Sex appeal. The colouring of Flamingos may have been selected because it makes them cryptic on the reddish waters of salt lagoons which often take the same colour. This colouring perhaps also evolved like a secondary sexual character playing part in pair formation by signalling the quality of the individuals during displays. Indeed, in addition to their dye action, carotenoids have antioxidant, immuno-stimulating and detoxifying properties, and are powerful suppressor of free radicals. This observation resulted in the hypothesis that the evolution of colourings in birds would result from a positive selection for the individuals in good health signaled by the intensity of their colouring (Hamilton and Zuk 1982). This assumption is supported by a recent French study (Faivre et al. 2003) showing that in the black Blackbird Turdus merula, the activation of the immune system following an infection reduces the intensity of the orange colouring of the bill.
It was proposed that birds brilliantly coloured would be not only in better health but also ready to face infections. In this case, the individuals being able to redirect a surplus of carotenoids towards the plumage are those able to mobilize enough carotenoids for their immunity (Lozano 1994). An important assumption with this hypothesis is that it is difficult to get carotenoids in great quantity, so that there is a trade-off between immunity and colouring (Olson and Owens 1998). This assumption does not seem to be confirmed for all bird species and the high rate of carotenoids in circulation in the blood of the Flamingos suggests that these molecules are not limiting (Hill 1999).
If important variations of intensity of colouring of the plumage are visible in the Flamingos, so far no study was undertaken to understand the implications of these variations on the dynamics of pair formation.
Allen, R. P. (1956) The Flamingos: their life history and survival. National Audubon Society, New York, NY.

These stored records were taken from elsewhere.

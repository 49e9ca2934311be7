//! In-memory event bus.

use std::sync::{Mutex, mpsc};

use thiserror::Error;

use crate::bus::{EventBus, Subscription};

#[derive(Debug, Error)]
pub enum InMemoryBusError {
    /// Publish failed due to internal lock poisoning.
    #[error("event bus lock poisoned")]
    Poisoned,
}

/// In-memory pub/sub bus: no IO, best-effort fan-out.
#[derive(Debug)]
pub struct InMemoryEventBus<M> {
    subscribers: Mutex<Vec<mpsc::Sender<M>>>,
}

impl<M> InMemoryEventBus<M> {
    pub fn new() -> Self {
        Self::default()
    }

    /// Number of live subscribers as of the last publish.
    pub fn subscriber_count(&self) -> usize {
        self.subscribers.lock().map(|s| s.len()).unwrap_or(0)
    }
}

impl<M> Default for InMemoryEventBus<M> {
    fn default() -> Self {
        Self {
            subscribers: Mutex::new(Vec::new()),
        }
    }
}

impl<M> EventBus<M> for InMemoryEventBus<M>
where
    M: Clone + Send + 'static,
{
    type Error = InMemoryBusError;

    fn publish(&self, message: M) -> Result<(), Self::Error> {
        let mut subs = self
            .subscribers
            .lock()
            .map_err(|_| InMemoryBusError::Poisoned)?;

        // Drop dead subscribers while publishing.
        subs.retain(|tx| tx.send(message.clone()).is_ok());

        Ok(())
    }

    fn subscribe(&self) -> Subscription<M> {
        let (tx, rx) = mpsc::channel();

        // A poisoned lock still yields a subscription; it just never receives.
        if let Ok(mut subs) = self.subscribers.lock() {
            subs.push(tx);
        }

        Subscription::new(rx)
    }
}
//! Completion: materialise received units into warehouse stock.
//!
//! Callers run this inside one store transaction. A `CompletionError` means
//! bookkeeping is inconsistent and everything done so far must be rolled back.
//! Units found in another location are anomalies, not errors: they are
//! reported and left untouched.

use serde::{Deserialize, Serialize};
use thiserror::Error;

use assetflow_core::{DomainError, Entity, Outcome, Stamp, WarehouseId, Workflow};
use assetflow_inventory::{
    Binding, CatalogItemId, InstanceId, InstanceRegistry, LedgerError, Location, RegistryError,
    StockLedger,
};

use crate::line_item::ItemRef;
use crate::request::{ProcurementAction, ProcurementRequest};

#[derive(Debug, Error, Clone, PartialEq, Eq)]
pub enum CompletionError {
    #[error(transparent)]
    Integrity(#[from] DomainError),

    #[error(transparent)]
    Ledger(#[from] LedgerError),

    #[error(transparent)]
    Registry(#[from] RegistryError),
}

/// A unit left alone because it already sits elsewhere.
#[derive(Debug, Clone, PartialEq, Eq, Serialize, Deserialize)]
pub struct SkippedUnit {
    pub instance: InstanceId,
    pub serial_unit: String,
    pub location: Location,
}

#[derive(Debug, Clone, Default, PartialEq, Eq, Serialize, Deserialize)]
pub struct CompletionReport {
    pub warehouse: Option<WarehouseId>,
    pub bound: usize,
    pub already_bound: usize,
    pub skipped: Vec<SkippedUnit>,
    /// Quantity added to the ledger per catalog item.
    pub stock_added: Vec<(CatalogItemId, u64)>,
}

impl CompletionReport {
    pub fn message(&self, request: impl core::fmt::Display) -> String {
        let total: u64 = self.stock_added.iter().map(|(_, q)| *q).sum();
        let mut msg = format!(
            "Procurement request #{request} completed: {total} units added to stock; {} units placed, {} already placed",
            self.bound, self.already_bound
        );
        if !self.skipped.is_empty() {
            let codes: Vec<&str> = self.skipped.iter().map(|s| s.serial_unit.as_str()).collect();
            msg.push_str(&format!(
                "; {} units skipped (located elsewhere): {}",
                self.skipped.len(),
                codes.join(", ")
            ));
        }
        msg
    }
}

#[derive(Debug, Clone, PartialEq, Eq)]
pub enum Completion {
    Completed(CompletionReport),
    Rejected(String),
}

impl Completion {
    pub fn into_outcome(self, request: impl core::fmt::Display) -> Outcome {
        match self {
            Completion::Completed(report) => Outcome::applied(report.message(request)),
            Completion::Rejected(reason) => Outcome::rejected(reason),
        }
    }
}

/// Complete a fully received request into `warehouse`.
pub fn complete(
    request: &mut ProcurementRequest,
    warehouse: WarehouseId,
    registry: &mut InstanceRegistry,
    ledger: &mut StockLedger,
    stamp: Stamp,
) -> Result<Completion, CompletionError> {
    if let Err(rejection) = request.guard(ProcurementAction::Complete) {
        return Ok(Completion::Rejected(rejection.reason().to_string()));
    }

    for line in request.lines() {
        if !line.is_fully_received() {
            return Ok(Completion::Rejected(format!(
                "line {} is not fully received: {} of {} units",
                line.id(),
                line.received_quantity(),
                line.requested_quantity()
            )));
        }
        if let ItemRef::Pending(descriptor) = line.item() {
            return Ok(Completion::Rejected(format!(
                "line {} has no catalog item yet (pending new item '{}'); register it before completing",
                line.id(),
                descriptor.name
            )));
        }
    }

    let request_id = request.id();
    let mut report = CompletionReport {
        warehouse: Some(warehouse),
        ..CompletionReport::default()
    };

    for line in request.lines() {
        line.check_conservation()?;

        let Some(item) = line.item().catalog_item() else {
            return Err(DomainError::invariant(format!("line {} lost its catalog item", line.id())).into());
        };

        let units: Vec<&str> = line.serial_units().collect();
        if units.len() as u64 != line.received_quantity() {
            return Err(DomainError::invariant(format!(
                "line {}: {} serial units recorded for {} received units",
                line.id(),
                units.len(),
                line.received_quantity()
            ))
            .into());
        }

        for code in units {
            let Some(id) = registry.id_for_serial_unit(code) else {
                return Err(DomainError::invariant(format!(
                    "line {}: serial unit {code} is not registered",
                    line.id()
                ))
                .into());
            };
            let instance = registry.get(id).ok_or(RegistryError::UnknownInstance(id))?;

            if let Some(serial) = instance.serial_number() {
                if !line.serial_numbers().iter().any(|s| s == serial) {
                    return Err(DomainError::invariant(format!(
                        "line {}: unit {code} carries serial {serial} not recorded on the line",
                        line.id()
                    ))
                    .into());
                }
            }
            let binding = registry.update(
                id,
                stamp,
                format!("Procurement request #{request_id} completed into warehouse {warehouse}"),
                |unit| {
                    if unit.catalog_item().is_none() {
                        unit.assign_catalog_item(item);
                    }
                    unit.bind_warehouse(warehouse)
                },
            )?;

            match binding {
                Binding::Bound => report.bound += 1,
                Binding::AlreadyBound => report.already_bound += 1,
                Binding::Conflict(location) => report.skipped.push(SkippedUnit {
                    instance: id,
                    serial_unit: code.to_string(),
                    location,
                }),
            }
        }

        ledger.add(
            item,
            warehouse,
            line.received_quantity(),
            format!("Procurement request #{request_id} line {} completed", line.id()),
            stamp.at,
        )?;
        report.stock_added.push((item, line.received_quantity()));
    }

    request.mark_completed(warehouse, stamp)?;
    Ok(Completion::Completed(report))
}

Barbraud, C., Johnson, A. R. & Bertault, G. (2003) Phenotypic correlates of post-fledging dispersal in a population of greater flamingos: the importance of body condition. Journal of Animal Ecology, 72, 246-257.
Cézilly, F. & Johnson, A. R. (1995) Re-mating between and within seasons in the Greater Flamingo Phoenicopterus ruber roseus. Ibis, 137, 543-546.

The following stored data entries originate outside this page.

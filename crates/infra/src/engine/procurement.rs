use tracing::warn;

use assetflow_core::{
    Clock, DomainError, Entity, Outcome, Stamp, UserId, WarehouseId, Workflow,
};
use assetflow_events::{EntityKind, EventBus, WorkflowEvent};
use assetflow_inventory::{CatalogItemId, NewItemDescriptor};
use assetflow_purchasing::{
    self as purchasing, Delivery, ItemRef, LineItemId, NewRequest, ProcurementRequest,
    ReceiptReport, RequestId,
};

use super::{Engine, EngineError, Step, WorkflowEnvelope, missing};
use crate::store::{Store, tables::next_key};

fn event(
    request: &ProcurementRequest,
    action: &str,
    stamp: Stamp,
    outcome: &Outcome,
) -> WorkflowEvent {
    WorkflowEvent::new(
        EntityKind::ProcurementRequest,
        request.id().get(),
        action,
        request.status(),
        stamp,
        outcome.message(),
    )
}

impl<S, B, C> Engine<S, B, C>
where
    S: Store,
    B: EventBus<WorkflowEnvelope>,
    C: Clock,
{
    pub fn register_catalog_item(
        &self,
        descriptor: &NewItemDescriptor,
    ) -> Result<CatalogItemId, EngineError> {
        let result = self
            .store()
            .transaction(|t| t.catalog.register(descriptor).map_err(EngineError::from));
        if let Err(err) = &result {
            warn!(name = %descriptor.name, error = %err, "catalog item not registered");
        }
        result
    }

    /// Open a new request in `pending`. Catalog references must exist.
    pub fn create_request(&self, input: NewRequest) -> Result<RequestId, EngineError> {
        let stamp = self.stamp(input.requester);
        self.create("procurement.create", |t| {
            for line in &input.lines {
                if let ItemRef::Catalog(item) = &line.item {
                    if t.catalog.get(*item).is_none() {
                        return Err(DomainError::not_found(format!("catalog item {item}")).into());
                    }
                }
            }
            let id = next_key(&t.requests);
            let request = ProcurementRequest::new(id, input, stamp.at)?;
            let event = WorkflowEvent::new(
                EntityKind::ProcurementRequest,
                id.get(),
                "created",
                request.status(),
                stamp,
                format!(
                    "Procurement request #{id} created with {} line items",
                    request.lines().len()
                ),
            );
            t.requests.insert(id, request);
            Ok((id, event))
        })
    }

    pub fn request(&self, id: RequestId) -> Result<Option<ProcurementRequest>, EngineError> {
        self.read(|t| t.requests.get(&id).cloned())
    }

    pub fn approve_request(&self, id: RequestId, actor: UserId) -> Result<Outcome, EngineError> {
        let stamp = self.stamp(actor);
        self.transition("procurement.approve", id.get(), |t| {
            let Some(request) = t.requests.get_mut(&id) else {
                return Ok(Step::new(missing(format_args!("procurement request #{id}"))));
            };
            let outcome = request.approve(stamp);
            Ok(Step::new(outcome).announce(|o| event(request, "approved", stamp, o)))
        })
    }

    pub fn reject_request(
        &self,
        id: RequestId,
        actor: UserId,
        reason: Option<String>,
    ) -> Result<Outcome, EngineError> {
        let stamp = self.stamp(actor);
        self.transition("procurement.reject", id.get(), |t| {
            let Some(request) = t.requests.get_mut(&id) else {
                return Ok(Step::new(missing(format_args!("procurement request #{id}"))));
            };
            let outcome = request.reject(stamp, reason);
            Ok(Step::new(outcome).announce(|o| event(request, "rejected", stamp, o)))
        })
    }

    pub fn cancel_request(
        &self,
        id: RequestId,
        actor: UserId,
        reason: Option<String>,
    ) -> Result<Outcome, EngineError> {
        let stamp = self.stamp(actor);
        self.transition("procurement.cancel", id.get(), |t| {
            let Some(request) = t.requests.get_mut(&id) else {
                return Ok(Step::new(missing(format_args!("procurement request #{id}"))));
            };
            let outcome = request.cancel(stamp, reason);
            Ok(Step::new(outcome).announce(|o| event(request, "cancelled", stamp, o)))
        })
    }

    /// Resolve a placeholder line to an existing catalog item.
    pub fn bind_line_item(
        &self,
        id: RequestId,
        line: LineItemId,
        item: CatalogItemId,
        actor: UserId,
    ) -> Result<Outcome, EngineError> {
        let stamp = self.stamp(actor);
        self.transition("procurement.bind_item", id.get(), |t| {
            if t.catalog.get(item).is_none() {
                return Ok(Step::new(missing(format_args!("catalog item {item}"))));
            }
            let Some(request) = t.requests.get_mut(&id) else {
                return Ok(Step::new(missing(format_args!("procurement request #{id}"))));
            };
            let outcome = request.bind_item(line, item);
            Ok(Step::new(outcome).announce(|o| event(request, "item_bound", stamp, o)))
        })
    }

    /// Create the catalog entry described by a placeholder line and bind it.
    pub fn register_pending_item(
        &self,
        id: RequestId,
        line: LineItemId,
        actor: UserId,
    ) -> Result<Outcome, EngineError> {
        let stamp = self.stamp(actor);
        self.transition("procurement.register_pending_item", id.get(), |t| {
            let Some(request) = t.requests.get_mut(&id) else {
                return Ok(Step::new(missing(format_args!("procurement request #{id}"))));
            };
            let descriptor = match request.line(line).map(|l| l.item()) {
                Some(ItemRef::Pending(descriptor)) => descriptor.clone(),
                Some(ItemRef::Catalog(existing)) => {
                    return Ok(Step::new(Outcome::rejected(format!(
                        "line {line} is already bound to catalog item {existing}"
                    ))));
                }
                None => {
                    return Ok(Step::new(Outcome::rejected(format!(
                        "line {line} not found on request #{id}"
                    ))));
                }
            };
            let item = t.catalog.register(&descriptor)?;
            let outcome = request.bind_item(line, item);
            Ok(Step::new(outcome).announce(|o| event(request, "item_bound", stamp, o)))
        })
    }

    pub fn receive_delivery(
        &self,
        id: RequestId,
        actor: UserId,
        delivery: &Delivery,
    ) -> Result<ReceiptReport, EngineError> {
        let stamp = self.stamp(actor);
        let prefix = &self.config().serial_unit_prefix;
        self.transition("procurement.receive", id.get(), |t| {
            let Some(request) = t.requests.get_mut(&id) else {
                return Ok(Step::new(ReceiptReport::rejected(format!(
                    "procurement request #{id} not found"
                ))));
            };
            // Codes carry the configured prefix whatever the store was seeded with.
            t.serial_units.set_prefix(prefix);
            let report = purchasing::receive_delivery(
                request,
                delivery,
                &t.catalog,
                &mut t.registry,
                &mut t.serial_units,
                stamp,
            );
            Ok(Step::new(report).announce(|r| event(request, "received", stamp, &r.outcome)))
        })
    }

    /// Bind received units to `warehouse` and add the stock.
    pub fn complete_request(
        &self,
        id: RequestId,
        actor: UserId,
        warehouse: WarehouseId,
    ) -> Result<Outcome, EngineError> {
        let stamp = self.stamp(actor);
        self.transition("procurement.complete", id.get(), |t| {
            let Some(request) = t.requests.get_mut(&id) else {
                return Ok(Step::new(missing(format_args!("procurement request #{id}"))));
            };
            let completion =
                purchasing::complete(request, warehouse, &mut t.registry, &mut t.ledger, stamp)?;
            if let purchasing::Completion::Completed(report) = &completion {
                for unit in &report.skipped {
                    warn!(
                        request_id = id.get(),
                        warehouse_id = warehouse.get(),
                        serial_unit = %unit.serial_unit,
                        "unit already located elsewhere; skipped"
                    );
                }
            }
            let outcome = completion.into_outcome(id);
            Ok(Step::new(outcome).announce(|o| event(request, "completed", stamp, o)))
        })
    }
}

Faivre, B., Grégoire, A., Préault, M., Cézilly, F. & Sorci, G. (2003) Immune activation rapidly mirrored in a secondary sexual trait. Science, 300, 103.
Fox, D. L. (1975) Carotenoids in pigmentation , in J. Kear & N. Duplaix-Hall, eds. Flamingos. pp. 162-182. T & A D Poyser, Berkhamsted.

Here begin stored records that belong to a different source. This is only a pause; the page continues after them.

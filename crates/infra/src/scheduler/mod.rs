//! Time-triggered transitions.
//!
//! The scheduler is just another actor: it drives the same guarded
//! transitions a user would, stamped as [`assetflow_core::Actor::Scheduler`].

pub mod venue_loans;

pub use venue_loans::{SchedulerHandle, SchedulerStats, TickReport, VenueLoanScheduler};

Hamilton, W. D. & Zuk, M. (1982) Heritable true fitness and bright birds : a role for parasites? Science, 218, 384-387.
Hill, G. E. (1999) Is there an immunological cost to carotenoid-based ornamental coloration. American Naturalist, 154, 589-595.
Lozano, G. A. (1994) Carotenoids, parasites and sexual selection. Oikos, 70, 309-311.
Nager, R., Johnson, A. R., Boy V., Rendon-Martos, M., Calderon J. & Cezilly F. (1996) Temporal and spatial variation in dispersal in the greater flamingo (Phoenicopterus ruber roseus). Oecologia, 107, 204-211.
Olson, V. A. & Owens, I. P. F. (1998) Costly Sexual Signals: Are Carotenoids Rare, Risky or Required? Trends in Ecology & Evolution, 13, 510-514.